■ **Work required**: Every entry must be repeated exactly in the answer.

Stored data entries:
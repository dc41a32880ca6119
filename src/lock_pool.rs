// Lock pool - Access serialization for the native API
//
// Vulkan forbids unsynchronized use of queues, pools and most handles from
// several threads. Every native call site takes the mutex of the category
// it touches; queue operations take the mutex of their queue family instead,
// so two families can still be driven concurrently.
//
// The pool is an ordinary value: the application builds one and hands it to
// the device, so separate renderers never share locks.

use parking_lot::{Mutex, RwLock};
use std::collections::HashMap;
use std::sync::Arc;

use crate::error::{Error, Result};

/// Category of shared native state guarded by one mutex.
#[derive(Debug, Clone, Copy, PartialEq, Eq, Hash)]
pub enum LockGroup {
    Instance,
    Device,
    Queue,
    /// Graphics command pool and every command buffer allocated from it.
    CommandBuffer,
    Descriptor,
    Pipeline,
    Shader,
    RenderPass,
    Memory,
    Buffer,
    Image,
    Sampler,
    Synchronization,
    Swapchain,
}

impl LockGroup {
    pub const COUNT: usize = 14;

    pub const ALL: [LockGroup; Self::COUNT] = [
        LockGroup::Instance,
        LockGroup::Device,
        LockGroup::Queue,
        LockGroup::CommandBuffer,
        LockGroup::Descriptor,
        LockGroup::Pipeline,
        LockGroup::Shader,
        LockGroup::RenderPass,
        LockGroup::Memory,
        LockGroup::Buffer,
        LockGroup::Image,
        LockGroup::Sampler,
        LockGroup::Synchronization,
        LockGroup::Swapchain,
    ];

    fn index(self) -> usize {
        self as usize
    }
}

/// Named-category mutexes plus one mutex per registered queue family.
pub struct LockPool {
    groups: [Mutex<()>; LockGroup::COUNT],
    queues: RwLock<HashMap<u32, Arc<Mutex<()>>>>,
}

impl LockPool {
    pub fn new() -> Self {
        Self {
            groups: std::array::from_fn(|_| Mutex::new(())),
            queues: RwLock::new(HashMap::new()),
        }
    }

    /// Adds a mutex for `family`. Registering the same family twice is a no-op.
    pub fn register_queue_family(&self, family: u32) {
        let mut queues = self.queues.write();
        queues.entry(family).or_insert_with(|| {
            log::debug!("Lock pool: registered queue family {}", family);
            Arc::new(Mutex::new(()))
        });
    }

    pub fn has_queue_family(&self, family: u32) -> bool {
        self.queues.read().contains_key(&family)
    }

    /// Runs `f` while holding the mutex of `group`.
    ///
    /// The mutexes are not reentrant: `f` must not take the same group again.
    pub fn with<R>(&self, group: LockGroup, f: impl FnOnce() -> R) -> R {
        let _guard = self.groups[group.index()].lock();
        f()
    }

    /// Runs `f` while holding the mutex of queue family `family`.
    pub fn with_queue<R>(&self, family: u32, f: impl FnOnce() -> R) -> Result<R> {
        // Clone the family mutex out so the table lock is not held during `f`.
        let lock = self
            .queues
            .read()
            .get(&family)
            .cloned()
            .ok_or_else(|| {
                Error::InvalidState(format!("queue family {} has no registered lock", family))
            })?;
        let _guard = lock.lock();
        Ok(f())
    }

    /// Runs `f` while holding every registered queue family mutex.
    ///
    /// Device-wide calls such as `vkDeviceWaitIdle` touch all queues. The
    /// mutexes are taken in ascending family order.
    pub fn with_all_queues<R>(&self, f: impl FnOnce() -> R) -> R {
        let mut locks: Vec<(u32, Arc<Mutex<()>>)> = self
            .queues
            .read()
            .iter()
            .map(|(&family, lock)| (family, lock.clone()))
            .collect();
        locks.sort_by_key(|&(family, _)| family);

        let _guards: Vec<_> = locks.iter().map(|(_, lock)| lock.lock()).collect();
        f()
    }
}

impl Default for LockPool {
    fn default() -> Self {
        Self::new()
    }
}

#[cfg(test)]
mod tests {
    use super::*;
    use std::sync::atomic::{AtomicUsize, Ordering};
    use std::sync::mpsc;
    use std::thread;
    use std::time::Duration;

    #[test]
    fn group_indices_are_distinct() {
        let mut seen = [false; LockGroup::COUNT];
        for group in LockGroup::ALL {
            assert!(!seen[group.index()]);
            seen[group.index()] = true;
        }
    }

    #[test]
    fn same_group_is_serialized() {
        let pool = Arc::new(LockPool::new());
        let inside = Arc::new(AtomicUsize::new(0));
        let peak = Arc::new(AtomicUsize::new(0));

        let handles: Vec<_> = (0..4)
            .map(|_| {
                let pool = pool.clone();
                let inside = inside.clone();
                let peak = peak.clone();
                thread::spawn(move || {
                    for _ in 0..50 {
                        pool.with(LockGroup::Queue, || {
                            let now = inside.fetch_add(1, Ordering::SeqCst) + 1;
                            peak.fetch_max(now, Ordering::SeqCst);
                            thread::yield_now();
                            inside.fetch_sub(1, Ordering::SeqCst);
                        });
                    }
                })
            })
            .collect();

        for handle in handles {
            handle.join().unwrap();
        }
        assert_eq!(peak.load(Ordering::SeqCst), 1);
    }

    #[test]
    fn distinct_queue_families_run_concurrently() {
        let pool = Arc::new(LockPool::new());
        pool.register_queue_family(0);
        pool.register_queue_family(1);

        let (tx, rx) = mpsc::channel();
        let other = pool.clone();
        let (entered_tx, entered_rx) = mpsc::channel();

        let waiter = thread::spawn(move || {
            other
                .with_queue(0, || {
                    entered_tx.send(()).unwrap();
                    rx.recv_timeout(Duration::from_secs(5))
                })
                .unwrap()
        });

        entered_rx.recv_timeout(Duration::from_secs(5)).unwrap();
        pool.with_queue(1, || tx.send(()).unwrap()).unwrap();

        assert!(waiter.join().unwrap().is_ok());
    }

    #[test]
    fn all_queues_excludes_a_single_queue() {
        let pool = Arc::new(LockPool::new());
        pool.register_queue_family(0);
        pool.register_queue_family(1);

        let inside = Arc::new(AtomicUsize::new(0));
        let (entered_tx, entered_rx) = mpsc::channel();
        let (release_tx, release_rx) = mpsc::channel::<()>();

        let holder = {
            let pool = pool.clone();
            let inside = inside.clone();
            thread::spawn(move || {
                pool.with_all_queues(|| {
                    inside.store(1, Ordering::SeqCst);
                    entered_tx.send(()).unwrap();
                    let _ = release_rx.recv_timeout(Duration::from_secs(5));
                    inside.store(0, Ordering::SeqCst);
                })
            })
        };

        entered_rx.recv_timeout(Duration::from_secs(5)).unwrap();
        let submitter = {
            let pool = pool.clone();
            let inside = inside.clone();
            thread::spawn(move || pool.with_queue(1, || inside.load(Ordering::SeqCst)).unwrap())
        };

        // The submitter stays blocked until the device-wide section ends
        thread::sleep(Duration::from_millis(50));
        release_tx.send(()).unwrap();

        holder.join().unwrap();
        assert_eq!(submitter.join().unwrap(), 0);
    }

    #[test]
    fn unregistered_family_is_an_error() {
        let pool = LockPool::new();
        pool.register_queue_family(2);
        pool.register_queue_family(2);
        assert!(pool.has_queue_family(2));
        assert!(matches!(pool.with_queue(7, || ()), Err(Error::InvalidState(_))));
    }
}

■ **Task response**:
repository dc41a32880ca6119
filename src/lock_pool.rs
// Lock pool - Access serialization for the native API
//
// Vulkan forbids unsynchronized use of queues, pools and most handles from
// several threads. Every native call site takes the mutex of the category
// it touches; queue operations take the mutex of their queue family instead,
// so two families can still be driven concurrently.
//
// The pool is an ordinary value: the application builds one and hands it to
// the device, so separate renderers never share locks.

use parking_lot::{Mutex, RwLock};
use std::collections::HashMap;
use std::sync::Arc;

use crate::error::{Error, Result};

/// Category of shared native state guarded by one mutex.
#[derive(Debug, Clone, Copy, PartialEq, Eq, Hash)]
pub enum LockGroup {
    Instance,
    Device,
    Queue,
    /// Graphics command pool and every command buffer allocated from it.
    CommandBuffer,
    Descriptor,
    Pipeline,
    Shader,
    RenderPass,
    Memory,
    Buffer,
    Image,
    Sampler,
    Synchronization,
    Swapchain,
}

impl LockGroup {
    pub const COUNT: usize = 14;

    pub const ALL: [LockGroup; Self::COUNT] = [
        LockGroup::Instance,
        LockGroup::Device,
        LockGroup::Queue,
        LockGroup::CommandBuffer,
        LockGroup::Descriptor,
        LockGroup::Pipeline,
        LockGroup::Shader,
        LockGroup::RenderPass,
        LockGroup::Memory,
        LockGroup::Buffer,
        LockGroup::Image,
        LockGroup::Sampler,
        LockGroup::Synchronization,
        LockGroup::Swapchain,
    ];

    fn index(self) -> usize {
        self as usize
    }
}

/// Named-category mutexes plus one mutex per registered queue family.
pub struct LockPool {
    groups: [Mutex<()>; LockGroup::COUNT],
    queues: RwLock<HashMap<u32, Arc<Mutex<()>>>>,
}

impl LockPool {
    pub fn new() -> Self {
        Self {
            groups: std::array::from_fn(|_| Mutex::new(())),
            queues: RwLock::new(HashMap::new()),
        }
    }

    /// Adds a mutex for `family`. Registering the same family twice is a no-op.
    pub fn register_queue_family(&self, family: u32) {
        let mut queues = self.queues.write();
        queues.entry(family).or_insert_with(|| {
            log::debug!("Lock pool: registered queue family {}", family);
            Arc::new(Mutex::new(()))
        });
    }

    pub fn has_queue_family(&self, family: u32) -> bool {
        self.queues.read().contains_key(&family)
    }

    /// Runs `f` while holding the mutex of `group`.
    ///
    /// The mutexes are not reentrant: `f` must not take the same group again.
    pub fn with<R>(&self, group: LockGroup, f: impl FnOnce() -> R) -> R {
        let _guard = self.groups[group.index()].lock();
        f()
    }

    /// Runs `f` while holding the mutex of queue family `family`.
    pub fn with_queue<R>(&self, family: u32, f: impl FnOnce() -> R) -> Result<R> {
        // Clone the family mutex out so the table lock is not held during `f`.
        let lock = self
            .queues
            .read()
            .get(&family)
            .cloned()
            .ok_or_else(|| {
                Error::InvalidState(format!("queue family {} has no registered lock", family))
            })?;
        let _guard = lock.lock();
        Ok(f())
    }

    /// Runs `f` while holding every registered queue family mutex.
    ///
    /// Device-wide calls such as `vkDeviceWaitIdle` touch all queues. The
    /// mutexes are taken in ascending family order.
    pub fn with_all_queues<R>(&self, f: impl FnOnce() -> R) -> R {
        let mut locks: Vec<(u32, Arc<Mutex<()>>)> = self
            .queues
            .read()
            .iter()
            .map(|(&family, lock)| (family, lock.clone()))
            .collect();
        locks.sort_by_key(|&(family, _)| family);

        let _guards: Vec<_> = locks.iter().map(|(_, lock)| lock.lock()).collect();
        f()
    }
}

impl Default for LockPool {
    fn default() -> Self {
        Self::new()
    }
}

#[cfg(test)]
mod tests {
    use super::*;
    use std::sync::atomic::{AtomicUsize, Ordering};
    use std::sync::mpsc;
    use std::thread;
    use std::time::Duration;

    #[test]
    fn group_indices_are_distinct() {
        let mut seen = [false; LockGroup::COUNT];
        for group in LockGroup::ALL {
            assert!(!seen[group.index()]);
            seen[group.index()] = true;
        }
    }

    #[test]
    fn same_group_is_serialized() {
        let pool = Arc::new(LockPool::new());
        let inside = Arc::new(AtomicUsize::new(0));
        let peak = Arc::new(AtomicUsize::new(0));

        let handles: Vec<_> = (0..4)
            .map(|_| {
                let pool = pool.clone();
                let inside = inside.clone();
                let peak = peak.clone();
                thread::spawn(move || {
                    for _ in 0..50 {
                        pool.with(LockGroup::Queue, || {
                            let now = inside.fetch_add(1, Ordering::SeqCst) + 1;
                            peak.fetch_max(now, Ordering::SeqCst);
                            thread::yield_now();
                            inside.fetch_sub(1, Ordering::SeqCst);
                        });
                    }
                })
            })
            .collect();

        for handle in handles {
            handle.join().unwrap();
        }
        assert_eq!(peak.load(Ordering::SeqCst), 1);
    }

    #[test]
    fn distinct_queue_families_run_concurrently() {
        let pool = Arc::new(LockPool::new());
        pool.register_queue_family(0);
        pool.register_queue_family(1);

        let (tx, rx) = mpsc::channel();
        let other = pool.clone();
        let (entered_tx, entered_rx) = mpsc::channel();

        let waiter = thread::spawn(move || {
            other
                .with_queue(0, || {
                    entered_tx.send(()).unwrap();
                    rx.recv_timeout(Duration::from_secs(5))
                })
                .unwrap()
        });

        entered_rx.recv_timeout(Duration::from_secs(5)).unwrap();
        pool.with_queue(1, || tx.send(()).unwrap()).unwrap();

        assert!(waiter.join().unwrap().is_ok());
    }

    #[test]
    fn all_queues_excludes_a_single_queue() {
        let pool = Arc::new(LockPool::new());
        pool.register_queue_family(0);
        pool.register_queue_family(1);

        let inside = Arc::new(AtomicUsize::new(0));
        let (entered_tx, entered_rx) = mpsc::channel();
        let (release_tx, release_rx) = mpsc::channel::<()>();

        let holder = {
            let pool = pool.clone();
            let inside = inside.clone();
            thread::spawn(move || {
                pool.with_all_queues(|| {
                    inside.store(1, Ordering::SeqCst);
                    entered_tx.send(()).unwrap();
                    let _ = release_rx.recv_timeout(Duration::from_secs(5));
                    inside.store(0, Ordering::SeqCst);
                })
            })
        };

        entered_rx.recv_timeout(Duration::from_secs(5)).unwrap();
        let submitter = {
            let pool = pool.clone();
            let inside = inside.clone();
            thread::spawn(move || pool.with_queue(1, || inside.load(Ordering::SeqCst)).unwrap())
        };

        // The submitter stays blocked until the device-wide section ends
        thread::sleep(Duration::from_millis(50));
        release_tx.send(()).unwrap();

        holder.join().unwrap();
        assert_eq!(submitter.join().unwrap(), 0);
    }

    #[test]
    fn unregistered_family_is_an_error() {
        let pool = LockPool::new();
        pool.register_queue_family(2);
        pool.register_queue_family(2);
        assert!(pool.has_queue_family(2));
        assert!(matches!(pool.with_queue(7, || ()), Err(Error::InvalidState(_))));
    }
}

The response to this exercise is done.